Ce faisant, la Haute Juridiction revient sur une position qu’elle avait adoptée en 1991 et à laquelle elle n’avait que très rarement dérogé depuis…

Dans un arrêt du 23 octobre 1991 (n° de pourvoi : 88-43.235) la Cour de cassation avait pu considérer que le non-respect par l’employeur de la procédure légale de licenciement entraînait nécessairement, pour le salarié, un préjudice dont il appartenait au conseil des prud’hommes d’apprécier l’importance.
Pour la première fois, on voyait apparaitre dans un arrêt de la chambre sociale de la Cour de cassation l’expression « cause nécessairement un préjudice ».
Dans cet arrêt, les juges créaient au profit du salarié dont la procédure de licenciement n’avait pas été respectée une « présomption de préjudice » qui emportait nécessairement une indemnisation du seul fait de la constatation de l’existence du fait générateur.

En l’espèce, le salarié n’avait qu’à démontrer le non-respect de la procédure de licenciement pour se voir indemnisé sans avoir ni à prouver l’existence de son préjudice, ni même à établir un lien de causalité entre les deux éléments.
Cette position consistant en la mise à l’écart des mécanismes classiques du droit des obligations a rencontré un franc succès en droit du travail si bien qu’elle a très vite été étendue à d’autres cas de figure jusqu’à presque s’ériger au rang de principe en matière de réparation des préjudices nés de la violation des dispositions du Code du travail !

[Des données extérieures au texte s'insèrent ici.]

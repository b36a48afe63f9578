//! Telemetry and intrusion-event listings.

use std::sync::Arc;

use siac_core::{Entity, IntrusionEvent, ResourceKind, TelemetryReading};
use tabled::Tabled;

use crate::cli::{GlobalOpts, TelemetryArgs};
use crate::config::Context;
use crate::error::CliError;
use crate::output::{self, or_dash};

use super::util;

fn reading(value: Option<f64>, unit: &str) -> String {
    value.map_or_else(|| "-".into(), |v| format!("{v:.1}{unit}"))
}

#[derive(Tabled)]
struct TelemetryRow {
    #[tabled(rename = "Device")]
    device: String,
    #[tabled(rename = "At")]
    at: String,
    #[tabled(rename = "Temp")]
    temperature: String,
    #[tabled(rename = "Humidity")]
    humidity: String,
    #[tabled(rename = "Distance")]
    distance: String,
    #[tabled(rename = "Motion")]
    motion: String,
    #[tabled(rename = "TX/RX bytes")]
    traffic: String,
}

impl From<&Arc<TelemetryReading>> for TelemetryRow {
    fn from(t: &Arc<TelemetryReading>) -> Self {
        Self {
            device: t.device_id.clone(),
            at: t.timestamp.format("%Y-%m-%d %H:%M:%S").to_string(),
            temperature: reading(t.temperature, "°C"),
            humidity: reading(t.humidity, "%"),
            distance: reading(t.distance, "cm"),
            motion: t
                .motion
                .map_or_else(|| "-".into(), |m| if m { "yes" } else { "no" }.to_owned()),
            traffic: format!("{}/{}", t.tx_bytes, t.rx_bytes),
        }
    }
}

#[derive(Tabled)]
struct IntrusionRow {
    #[tabled(rename = "At")]
    at: String,
    #[tabled(rename = "Severity")]
    severity: String,
    #[tabled(rename = "Source")]
    source: String,
    #[tabled(rename = "Destination")]
    destination: String,
    #[tabled(rename = "Proto")]
    protocol: String,
    #[tabled(rename = "Signature")]
    signature: String,
}

fn endpoint(ip: Option<&str>, port: Option<&str>) -> String {
    match (ip, port) {
        (Some(ip), Some(port)) => format!("{ip}:{port}"),
        (Some(ip), None) => ip.to_owned(),
        _ => "-".into(),
    }
}

impl From<&Arc<IntrusionEvent>> for IntrusionRow {
    fn from(e: &Arc<IntrusionEvent>) -> Self {
        Self {
            at: e
                .timestamp
                .map_or_else(|| "-".into(), |t| t.format("%Y-%m-%d %H:%M:%S").to_string()),
            severity: e.severity_label().into(),
            source: endpoint(e.src_ip.as_deref(), e.src_port.as_deref()),
            destination: endpoint(e.dest_ip.as_deref(), e.dest_port.as_deref()),
            protocol: or_dash(e.protocol.as_deref()),
            signature: or_dash(e.signature.as_deref()),
        }
    }
}

pub async fn handle_telemetry(
    args: TelemetryArgs,
    ctx: &Context,
    global: &GlobalOpts,
) -> Result<(), CliError> {
    let all = util::oneshot(ctx, &[ResourceKind::Telemetry], |c| async move {
        Ok(c.store().telemetry_snapshot())
    })
    .await?;
    let readings: Vec<Arc<TelemetryReading>> = all
        .iter()
        .filter(|t| args.device.as_ref().is_none_or(|d| *d == t.device_id))
        .cloned()
        .collect();

    let out = output::render_list(&global.output, &readings, |t| TelemetryRow::from(t), |t| {
        t.device_id.clone()
    })?;
    output::print_output(&out, global.quiet);
    Ok(())
}

pub async fn handle_intrusions(ctx: &Context, global: &GlobalOpts) -> Result<(), CliError> {
    let all = util::oneshot(ctx, &[ResourceKind::Intrusions], |c| async move {
        Ok(c.store().intrusions_snapshot())
    })
    .await?;
    let mut events: Vec<Arc<IntrusionEvent>> = all.iter().cloned().collect();
    events.sort_by(|a, b| b.timestamp.cmp(&a.timestamp));

    let out = output::render_list(&global.output, &events, |e| IntrusionRow::from(e), |e| e.key())?;
    output::print_output(&out, global.quiet);
    Ok(())
}

#[cfg(test)]
mod tests {
    use super::*;

    #[test]
    fn endpoint_formats_partial_addresses() {
        assert_eq!(endpoint(Some("10.0.0.5"), Some("443")), "10.0.0.5:443");
        assert_eq!(endpoint(Some("10.0.0.5"), None), "10.0.0.5");
        assert_eq!(endpoint(None, Some("443")), "-");
    }

    #[test]
    fn missing_readings_show_a_dash() {
        assert_eq!(reading(None, "%"), "-");
        assert_eq!(reading(Some(21.04), "°C"), "21.0°C");
    }
}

On a en effet pu voir se multiplier les cas de « réparation systématique » des préjudices en matière sociale.
A titre d’exemple on peut rappeler que la Cour de cassation a pu considérer que le fait pour un employeur de ne pas avoir pris les dispositions nécessaires pour soumettre le salarié à la visite médicale d’embauche causait nécessairement un préjudice au salarié (Cass. soc. 11 juillet 2012 n° 11-11.709).
De la même manière, les juges ont pu considérer que le respect d’une clause de non concurrence illicite causait nécessairement un préjudice au salarié (Cass. soc. 7 mars 2007 n°05-43.750) allant même jusqu’à préciser que la seule insertion d’une clause de non concurrence illicite dans le contrat de travail d’un salarié causait nécessairement un préjudice au salarié, alors même que celui-ci était encore en poste et donc non encore soumis au respect de la clause (Cass. soc. 12 janvier 2011 n° 08-45.280).
La présomption d’existence d’un préjudice a même été appliquée récemment par la Cour de cassation pour reconnaitre que le fait pour un salarié d’exercer une activité pour une société concurrente pendant un arrêt de travail causait nécessairement un préjudice à l’employeur (Cass. soc. 28 janvier 2015 n°13-18.354) !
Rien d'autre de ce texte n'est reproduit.